Stored items:

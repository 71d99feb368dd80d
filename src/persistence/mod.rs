// ============================================================================
// Persistence - transactional storage and the unit of work
// ============================================================================
//
// - Storage: backend contract (transactions, staged writes, reads)
// - OrderRecord / CourierRecord: versioned rows the backend stores
// - InMemoryStorage: the bundled backend
// - UnitOfWork / UnitOfWorkFactory: transaction boundary + event publication
// - Orders / Couriers: repository views implementing the ports
//
// ============================================================================

pub mod storage;
pub mod records;
pub mod in_memory;
pub mod unit_of_work;
pub mod repositories;

pub use storage::{Storage, StorageError, TxId};
pub use records::{CourierRecord, OrderRecord, Row, StoragePlaceRecord};
pub use in_memory::InMemoryStorage;
pub use unit_of_work::{UnitOfWork, UnitOfWorkFactory};
pub use repositories::{Couriers, Orders};
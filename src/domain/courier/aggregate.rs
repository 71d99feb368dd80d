use uuid::Uuid;

use crate::ddd::{AggregateRoot, EventQueue};
use crate::domain::kernel::Location;
use crate::domain::order::Order;
use super::errors::CourierError;
use super::storage_place::StoragePlace;

// ============================================================================
// Courier Aggregate
// ============================================================================
//
// Owns its storage places exclusively; nothing outside this type mutates them.
// A courier without storage places can never take an order.
//
// Speed is the number of grid units covered per movement step.
//
// ============================================================================

#[derive(Debug, Clone)]
pub struct Courier {
    id: Uuid,
    name: String,
    speed: i32,
    location: Location,
    storage_places: Vec<StoragePlace>,
    version: i64,
    events: EventQueue,
}

impl Courier {
    pub fn new(name: impl Into<String>, speed: i32, location: Location) -> Result<Self, CourierError> {
        let name = name.into();
        if name.trim().is_empty() {
            return Err(CourierError::EmptyName);
        }
        if speed <= 0 {
            return Err(CourierError::InvalidSpeed(speed));
        }

        Ok(Self {
            id: Uuid::new_v4(),
            name,
            speed,
            location,
            storage_places: Vec::new(),
            version: 0,
            events: EventQueue::new(),
        })
    }

    /// Rebuild a persisted courier at its stored row version.
    pub fn restore(
        id: Uuid,
        name: String,
        speed: i32,
        location: Location,
        storage_places: Vec<StoragePlace>,
        version: i64,
    ) -> Self {
        Self {
            id,
            name,
            speed,
            location,
            storage_places,
            version,
            events: EventQueue::new(),
        }
    }

    pub fn add_storage_place(&mut self, name: impl Into<String>, volume: i32) -> Result<Uuid, CourierError> {
        let place = StoragePlace::new(name, volume)?;
        let id = place.id();
        self.storage_places.push(place);
        Ok(id)
    }

    /// True iff some free slot is large enough for the order.
    pub fn can_take_order(&self, order: &Order) -> bool {
        self.storage_places
            .iter()
            .any(|place| place.can_store(order.volume()))
    }

    /// Store the order in the first slot (declaration order) that fits.
    pub fn take_order(&mut self, order: &Order) -> Result<(), CourierError> {
        let courier_id = self.id;
        let place = self
            .storage_places
            .iter_mut()
            .find(|place| place.can_store(order.volume()))
            .ok_or(CourierError::NoCapacity {
                courier_id,
                volume: order.volume(),
            })?;

        place.store(order.id(), order.volume())
    }

    /// Complete the order, then free the slot holding it.
    pub fn complete_order(&mut self, order: &mut Order) -> Result<(), CourierError> {
        order.complete()?;

        let order_id = order.id();
        let place = self
            .storage_places
            .iter_mut()
            .find(|place| place.order_id() == Some(order_id))
            .ok_or(CourierError::OrderNotFound(order_id))?;

        place.clear(order_id)
    }

    /// Steps needed to reach `target`; only meaningful as a ranking key.
    pub fn calculate_time_to_location(&self, target: Location) -> f64 {
        f64::from(self.location.distance_to(&target)) / f64::from(self.speed)
    }

    /// Advance towards `target` by at most `speed` units, spending the budget
    /// on the X axis first and whatever remains on the Y axis.
    pub fn move_towards(&mut self, target: Location) -> Result<(), CourierError> {
        let mut budget = self.speed;

        let dx = (target.x() - self.location.x()).clamp(-budget, budget);
        budget -= dx.abs();
        let dy = (target.y() - self.location.y()).clamp(-budget, budget);

        self.location = Location::new(self.location.x() + dx, self.location.y() + dy)?;
        Ok(())
    }

    /// At least one free slot.
    pub fn is_available(&self) -> bool {
        self.storage_places.iter().any(|place| !place.is_occupied())
    }

    pub fn id(&self) -> Uuid {
        self.id
    }

    pub fn name(&self) -> &str {
        &self.name
    }

    pub fn speed(&self) -> i32 {
        self.speed
    }

    pub fn location(&self) -> Location {
        self.location
    }

    pub fn storage_places(&self) -> &[StoragePlace] {
        &self.storage_places
    }
}

impl AggregateRoot for Courier {
    fn id(&self) -> Uuid {
        self.id
    }

    fn version(&self) -> i64 {
        self.version
    }

    fn set_version(&mut self, version: i64) {
        self.version = version;
    }

    fn events(&self) -> &EventQueue {
        &self.events
    }

    fn events_mut(&mut self) -> &mut EventQueue {
        &mut self.events
    }
}

// ============================================================================
// Unit Tests
// ============================================================================
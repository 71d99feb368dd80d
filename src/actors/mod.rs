// ============================================================================
// Actors Module
// ============================================================================
//
// Actor-based infrastructure for the periodic work of the service.
//
// - scheduler: JobScheduler, running the assign and move triggers
//
// Note: Domain logic goes through the application handlers, NOT actors.
//       Actors only decide when those handlers run.
//
// ============================================================================

mod scheduler;

pub use scheduler::{Job, JobScheduler, RunJob, Shutdown};
// tests/relocation_mock_fs.rs
//
// Relocation engine against the in-memory filesystem with fault injection.

mod common;
use crate::common::{with_timeout, RawConfigBuilder, RUN_LIMIT};

use std::io;
use std::path::{Path, PathBuf};
use std::sync::Arc;
use std::time::Duration;

use routewatch::engine::RunExit;
use routewatch::fs::mock::MockFileSystem;
use routewatch::fs::FileSystem;
use routewatch::header::parse_header;
use routewatch::relocate::{RelocationEngine, RelocationOutcome, RetryPolicy};
use routewatch::run_with;
use routewatch::types::WatchStrategy;
use routewatch::watch::{Stability, StabilityDetector};

fn engine(fs: &MockFileSystem, max_attempts: u32) -> RelocationEngine {
    let fs: Arc<dyn FileSystem> = Arc::new(fs.clone());
    RelocationEngine::new(
        fs.clone(),
        StabilityDetector::new(fs, Duration::from_millis(100)),
        RetryPolicy {
            max_attempts,
            initial_backoff: Duration::from_millis(500),
            max_backoff: Duration::from_secs(8),
        },
    )
}

#[cfg(unix)]
#[tokio::test(start_paused = true)]
async fn locked_main_file_is_retried_then_moved() {
    let fs = MockFileSystem::new();
    fs.add_file("/dl/GPT_RESPONSE.md", "Target path: /out\n\nbody");
    // Two failed attempts (link + copy fallback each).
    fs.fail_moves("/dl/GPT_RESPONSE.md", io::ErrorKind::PermissionDenied, 4);

    let started = tokio::time::Instant::now();
    let outcome = engine(&fs, 6).process(Path::new("/dl/GPT_RESPONSE.md")).await;

    assert!(matches!(outcome, RelocationOutcome::Success { .. }));
    assert_eq!(fs.list("/out"), vec!["GPT_RESPONSE.md"]);
    // Backoff 500ms then 1s.
    let waited = started.elapsed();
    assert!(waited >= Duration::from_millis(1500) && waited < Duration::from_secs(2));
}

#[cfg(unix)]
#[tokio::test(start_paused = true)]
async fn exhausted_retries_report_failure_and_keep_file() {
    let fs = MockFileSystem::new();
    fs.add_file("/dl/GPT_RESPONSE.md", "Target path: /out\n");
    fs.lock("/dl/GPT_RESPONSE.md");

    let outcome = engine(&fs, 4).process(Path::new("/dl/GPT_RESPONSE.md")).await;

    match outcome {
        RelocationOutcome::Failure {
            target, attempts, ..
        } => {
            assert_eq!(target, PathBuf::from("/out"));
            assert_eq!(attempts, 4);
        }
        other => panic!("expected failure, got {other:?}"),
    }
    assert!(fs.contents("/dl/GPT_RESPONSE.md").is_some());
    assert!(fs.list("/out").is_empty());
}

#[cfg(unix)]
#[tokio::test(start_paused = true)]
async fn same_basename_from_two_sources_never_overwrites() {
    let fs = MockFileSystem::new();
    fs.add_file("/dl/one/GPT_RESPONSE.md", "Target path: /out\n\nfirst");
    fs.add_file("/dl/two/GPT_RESPONSE.md", "Target path: /out\n\nsecond");

    let engine = engine(&fs, 3);
    let first = engine.process(Path::new("/dl/one/GPT_RESPONSE.md")).await;
    let second = engine.process(Path::new("/dl/two/GPT_RESPONSE.md")).await;

    assert!(first.is_success() && second.is_success());
    assert_eq!(fs.list("/out"), vec!["GPT_RESPONSE.md", "GPT_RESPONSE_1.md"]);
    assert!(String::from_utf8(fs.contents("/out/GPT_RESPONSE.md").unwrap())
        .unwrap()
        .ends_with("first"));
    assert!(String::from_utf8(fs.contents("/out/GPT_RESPONSE_1.md").unwrap())
        .unwrap()
        .ends_with("second"));
}

#[cfg(unix)]
#[tokio::test(start_paused = true)]
async fn ensuring_the_target_twice_keeps_content() {
    let fs = MockFileSystem::new();
    fs.add_file("/out/existing.txt", "keep me");
    let engine = engine(&fs, 3);

    engine.ensure_target_dir(Path::new("/out")).unwrap();
    engine.ensure_target_dir(Path::new("/out")).unwrap();

    assert_eq!(fs.list("/out"), vec!["existing.txt"]);
    assert_eq!(fs.contents("/out/existing.txt").unwrap(), b"keep me");
}

#[cfg(unix)]
#[tokio::test(start_paused = true)]
async fn companions_cross_volume_and_traversal_guard() {
    let fs = MockFileSystem::new();
    fs.disable_hard_links();
    fs.add_file(
        "/dl/GPT_RESPONSE.md",
        "Target path: /vault/notes\nFiles: ../secret, diagram.png\n",
    );
    fs.add_file("/dl/diagram.png", vec![0u8, 1, 2, 3]);
    fs.add_file("/secret", "do not move");

    let header = parse_header(&String::from_utf8(fs.contents("/dl/GPT_RESPONSE.md").unwrap()).unwrap())
        .unwrap();
    assert_eq!(header.companions, vec!["diagram.png"]);

    let outcome = engine(&fs, 3)
        .relocate(Path::new("/dl/GPT_RESPONSE.md"), &header)
        .await;

    assert!(matches!(outcome, RelocationOutcome::Success { ref moved } if moved.len() == 2));
    assert_eq!(fs.list("/vault/notes"), vec!["GPT_RESPONSE.md", "diagram.png"]);
    assert_eq!(fs.contents("/secret").unwrap(), b"do not move");
    assert!(fs.list("/dl").is_empty());
}

#[tokio::test(start_paused = true)]
async fn stability_gate_tracks_a_growing_download() {
    let fs = MockFileSystem::new();
    fs.add_file("/dl/GPT_RESPONSE.md", "Target");
    let detector = StabilityDetector::new(Arc::new(fs.clone()), Duration::from_millis(600));

    let writer = {
        let fs = fs.clone();
        tokio::spawn(async move {
            tokio::time::sleep(Duration::from_millis(300)).await;
            fs.append("/dl/GPT_RESPONSE.md", b" path: /out\n");
        })
    };
    let during = detector.check(Path::new("/dl/GPT_RESPONSE.md")).await;
    writer.await.unwrap();
    assert!(matches!(during, Stability::Growing { .. }));

    let after = detector.check(Path::new("/dl/GPT_RESPONSE.md")).await;
    assert_eq!(after, Stability::Stable { len: 18 });
}

#[cfg(unix)]
#[tokio::test(start_paused = true)]
async fn timeout_while_waiting_on_a_companion_reports_the_relocation() {
    let fs = MockFileSystem::new();
    fs.add_file("/dl/GPT_RESPONSE.md", "Target path: /out\nFiles: c.txt\n\nbody");
    fs.add_file("/dl/c.txt", "still being written");
    fs.lock("/dl/c.txt");

    // The companion wait (8 checks of 100ms plus backoff) outlasts the timeout.
    let cfg = RawConfigBuilder::new("/dl")
        .strategy(WatchStrategy::Poll)
        .max_attempts(8)
        .timeout(Duration::from_millis(500))
        .build();
    let exit = with_timeout(
        RUN_LIMIT,
        run_with(cfg, Arc::new(fs.clone()), std::future::pending()),
    )
    .await
    .unwrap();

    assert_eq!(exit, RunExit::Relocated);
    assert_eq!(exit.exit_code(), 0);
    assert_eq!(fs.list("/out"), vec!["GPT_RESPONSE.md"]);
    assert_eq!(fs.list("/dl"), vec!["c.txt"]);
}
impl RelocationEngine {
    pub fn new(fs: Arc<dyn FileSystem>, stability: StabilityDetector, retry: RetryPolicy) -> Self {
        Self {
            fs,
            stability,
            retry,
        }
    }

    pub fn retry_policy(&self) -> RetryPolicy {
        self.retry
    }

    /// Read, parse and relocate a candidate that was judged stable.
    ///
    /// The header is parsed from the current content every time.
    pub async fn process(&self, path: &Path) -> RelocationOutcome {
        let content = match self.fs.read_to_string(path) {
            Ok(content) => content,
            Err(err) if err.kind() == io::ErrorKind::NotFound => {
                return RelocationOutcome::Skipped {
                    reason: "file vanished before it could be read".to_string(),
                };
            }
            Err(err) if err.kind() == io::ErrorKind::InvalidData => {
                warn!(?path, "candidate is not valid UTF-8 text; leaving it in place");
                return RelocationOutcome::Skipped {
                    reason: format!("not a text file: {err}"),
                };
            }
            Err(err) => {
                warn!(?path, error = %err, "failed to read candidate");
                return RelocationOutcome::Skipped {
                    reason: format!("read failed: {err}"),
                };
            }
        };

        let header = match parse_header(&content) {
            Ok(header) => header,
            Err(err) => {
                warn!(?path, error = %err, "response header could not be parsed; leaving file in place");
                return RelocationOutcome::Skipped {
                    reason: format!("parse error: {err}"),
                };
            }
        };

        for rejected in &header.rejected {
            warn!(?path, companion = %rejected, "dropping companion declaration");
        }

        self.relocate(path, &header).await
    }

    /// Move `main` and its declared companions into `header.target_dir`.
    pub async fn relocate(&self, main: &Path, header: &ResponseHeader) -> RelocationOutcome {
        let target = &header.target_dir;

        if direct_child_name(target, main).is_some() {
            warn!(path = ?main, ?target, "target directory is the source directory; leaving file in place");
            return RelocationOutcome::Skipped {
                reason: "target directory is the source directory".to_string(),
            };
        }

        let destination = match self.relocate_file(main, target).await {
            Ok(dest) => dest,
            Err(failure) => {
                warn!(
                    path = ?main,
                    ?target,
                    attempts = failure.attempts,
                    error = %failure.error,
                    "giving up on relocation; file stays in the source directory"
                );
                return RelocationOutcome::Failure {
                    target: target.clone(),
                    attempts: failure.attempts,
                    error: failure.error.to_string(),
                };
            }
        };
        info!(from = ?main, to = ?destination, "relocated response file");

        let mut moved = vec![MovedFile {
            source: main.to_path_buf(),
            destination,
        }];
        let mut missing = Vec::new();

        let source_dir = main.parent().unwrap_or_else(|| Path::new("."));
        let main_name = main.file_name().map(|n| n.to_string_lossy().into_owned());
        let mut seen = HashSet::new();

        for name in &header.companions {
            if main_name.as_deref() == Some(name.as_str()) || !seen.insert(name.as_str()) {
                continue;
            }
            let source = source_dir.join(name);

            if let Err(reason) = self.await_companion(&source).await {
                warn!(companion = %name, %reason, "companion not relocated");
                missing.push(MissingCompanion {
                    name: name.clone(),
                    reason,
                });
                continue;
            }

            match self.relocate_file(&source, target).await {
                Ok(destination) => {
                    info!(from = ?source, to = ?destination, "relocated companion file");
                    moved.push(MovedFile {
                        source,
                        destination,
                    });
                }
                Err(failure) => {
                    let reason = format!(
                        "move failed after {} attempt(s): {}",
                        failure.attempts, failure.error
                    );
                    warn!(companion = %name, %reason, "companion not relocated");
                    missing.push(MissingCompanion {
                        name: name.clone(),
                        reason,
                    });
                }
            }
        }

        if missing.is_empty() {
            RelocationOutcome::Success { moved }
        } else {
            RelocationOutcome::PartialSuccess { moved, missing }
        }
    }

    /// Create `dir` (and parents) if needed. Calling it again is a no-op.
    pub fn ensure_target_dir(&self, dir: &Path) -> io::Result<()> {
        if self.fs.is_dir(dir) {
            return Ok(());
        }
        debug!(?dir, "creating target directory");
        self.fs.create_dir_all(dir)
    }

    /// Move one file into `target_dir`, retrying transient failures with
    /// backoff. Returns the final destination path.
    pub async fn relocate_file(&self, src: &Path, target_dir: &Path) -> Result<PathBuf, MoveFailure> {
        let Some(name) = src.file_name().map(|n| n.to_string_lossy().into_owned()) else {
            return Err(MoveFailure {
                attempts: 0,
                error: io::Error::new(io::ErrorKind::InvalidInput, "source has no file name"),
            });
        };

        let mut attempt = 0;
        loop {
            attempt += 1;

            let result = self
                .ensure_target_dir(target_dir)
                .and_then(|()| self.move_no_clobber(src, target_dir, &name));

            let error = match result {
                Ok(dest) => return Ok(dest),
                Err(err) => err,
            };

            // NotFound while the source is still there means the target
            // directory disappeared under us.
            let retryable = is_transient(&error)
                || (error.kind() == io::ErrorKind::NotFound && self.fs.exists(src));

            if !retryable || attempt >= self.retry.max_attempts {
                return Err(MoveFailure { attempts: attempt, error });
            }

            let delay = self.retry.delay_for(attempt);
            warn!(
                path = ?src,
                attempt,
                delay_ms = delay.as_millis() as u64,
                error = %error,
                "move failed; retrying"
            );
            tokio::time::sleep(delay).await;
        }
    }

    /// Place `src` in `dir` under `name`, or the first free `_<n>` variant.
    pub fn move_no_clobber(&self, src: &Path, dir: &Path, name: &str) -> io::Result<PathBuf> {
        for n in 0..=MAX_COLLISION_SUFFIX {
            let dest = dir.join(candidate_name(name, n));
            match self.place(src, &dest) {
                Ok(()) => return Ok(dest),
                Err(err) if err.kind() == io::ErrorKind::AlreadyExists => {
                    debug!(?dest, "destination taken; trying next suffix");
                }
                Err(err) => return Err(err),
            }
        }
        Err(io::Error::new(
            io::ErrorKind::AlreadyExists,
            format!("no free name for {name} in {}", dir.display()),
        ))
    }

    /// Link-then-unlink, falling back to create-new copy when links are not
    /// possible (e.g. across volumes).
    fn place(&self, src: &Path, dest: &Path) -> io::Result<()> {
        match self.fs.hard_link(src, dest) {
            Ok(()) => {}
            Err(err)
                if matches!(
                    err.kind(),
                    io::ErrorKind::AlreadyExists | io::ErrorKind::NotFound
                ) =>
            {
                return Err(err);
            }
            Err(err) => {
                debug!(?src, ?dest, error = %err, "hard link unavailable; copying");
                self.fs.copy_new(src, dest)?;
            }
        }

        if let Err(err) = self.fs.remove_file(src) {
            if err.kind() == io::ErrorKind::NotFound || !self.fs.exists(src) {
                // Someone else removed the source; dest is now the only copy.
                warn!(?src, ?dest, "source vanished after it was placed; keeping destination");
                return Ok(());
            }
            // Undo so the source stays the single copy.
            if let Err(undo) = self.fs.remove_file(dest) {
                warn!(?dest, error = %undo, "failed to remove duplicate after aborted move");
            }
            return Err(err);
        }
        Ok(())
    }

    /// Wait (bounded by the retry policy) for a companion to become stable.
    async fn await_companion(&self, path: &Path) -> Result<(), String> {
        let mut attempt = 0;
        loop {
            attempt += 1;
            let stability = self.stability.check(path).await;
            match stability {
                Stability::Stable { .. } => return Ok(()),
                Stability::Vanished => {
                    return Err("not present in the source directory".to_string());
                }
                other if attempt >= self.retry.max_attempts => {
                    return Err(format!("never became stable ({other})"));
                }
                other => {
                    debug!(?path, attempt, state = %other, "companion not stable yet");
                    tokio::time::sleep(self.retry.delay_for(attempt)).await;
                }
            }
        }
    }
}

What the task requires:
Check each line above for the word "WatchStrategy" and copy every line that has it.

Answer to this task:
use routewatch::types::WatchStrategy;
        .strategy(WatchStrategy::Poll)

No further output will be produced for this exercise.